== DIRECTIONS FOR THIS TASK ==
Write the listing below again, word for word.

== RECORDS FOR PROCESSING ==
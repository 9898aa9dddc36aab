//! Time source for expiry bookkeeping.

use std::sync::Mutex;

use chrono::{DateTime, TimeDelta, Utc};

/// Source of the current time.
pub trait Clock: Send + Sync {
    /// The current instant.
    fn now(&self) -> DateTime<Utc>;
}

/// Wall-clock time.
#[derive(Debug, Clone, Copy, Default)]
pub struct SystemClock;

impl Clock for SystemClock {
    fn now(&self) -> DateTime<Utc> {
        Utc::now()
    }
}

/// A clock that only moves when told to. Used by tests that exercise TTLs
/// and rate-limit windows without sleeping.
#[derive(Debug)]
pub struct ManualClock {
    now: Mutex<DateTime<Utc>>,
}

impl ManualClock {
    /// Create a clock frozen at `start`.
    #[must_use]
    pub fn new(start: DateTime<Utc>) -> Self {
        Self {
            now: Mutex::new(start),
        }
    }

    /// Move the clock forward by `secs` seconds.
    pub fn advance_secs(&self, secs: i64) {
        if let Ok(mut now) = self.now.lock() {
            *now = now
                .checked_add_signed(TimeDelta::seconds(secs))
                .unwrap_or(*now);
        }
    }
}

impl Default for ManualClock {
    fn default() -> Self {
        Self::new(Utc::now())
    }
}

impl Clock for ManualClock {
    fn now(&self) -> DateTime<Utc> {
        self.now.lock().map_or_else(|e| *e.into_inner(), |now| *now)
    }
}

/// `now + secs`, saturating at the far future instead of overflowing.
pub(crate) fn expiry_after(now: DateTime<Utc>, secs: u64) -> DateTime<Utc> {
    let secs = i64::try_from(secs).unwrap_or(i64::MAX);
    TimeDelta::try_seconds(secs)
        .and_then(|delta| now.checked_add_signed(delta))
        .unwrap_or(DateTime::<Utc>::MAX_UTC)
}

== RESULT ==
repository 9898aa9dddc36aab
//! Time source for expiry bookkeeping.

use std::sync::Mutex;

use chrono::{DateTime, TimeDelta, Utc};

/// Source of the current time.
pub trait Clock: Send + Sync {
    /// The current instant.
    fn now(&self) -> DateTime<Utc>;
}

/// Wall-clock time.
#[derive(Debug, Clone, Copy, Default)]
pub struct SystemClock;

impl Clock for SystemClock {
    fn now(&self) -> DateTime<Utc> {
        Utc::now()
    }
}

/// A clock that only moves when told to. Used by tests that exercise TTLs
/// and rate-limit windows without sleeping.
#[derive(Debug)]
pub struct ManualClock {
    now: Mutex<DateTime<Utc>>,
}

impl ManualClock {
    /// Create a clock frozen at `start`.
    #[must_use]
    pub fn new(start: DateTime<Utc>) -> Self {
        Self {
            now: Mutex::new(start),
        }
    }

    /// Move the clock forward by `secs` seconds.
    pub fn advance_secs(&self, secs: i64) {
        if let Ok(mut now) = self.now.lock() {
            *now = now
                .checked_add_signed(TimeDelta::seconds(secs))
                .unwrap_or(*now);
        }
    }
}

impl Default for ManualClock {
    fn default() -> Self {
        Self::new(Utc::now())
    }
}

impl Clock for ManualClock {
    fn now(&self) -> DateTime<Utc> {
        self.now.lock().map_or_else(|e| *e.into_inner(), |now| *now)
    }
}

/// `now + secs`, saturating at the far future instead of overflowing.
pub(crate) fn expiry_after(now: DateTime<Utc>, secs: u64) -> DateTime<Utc> {
    let secs = i64::try_from(secs).unwrap_or(i64::MAX);
    TimeDelta::try_seconds(secs)
        .and_then(|delta| now.checked_add_signed(delta))
        .unwrap_or(DateTime::<Utc>::MAX_UTC)
}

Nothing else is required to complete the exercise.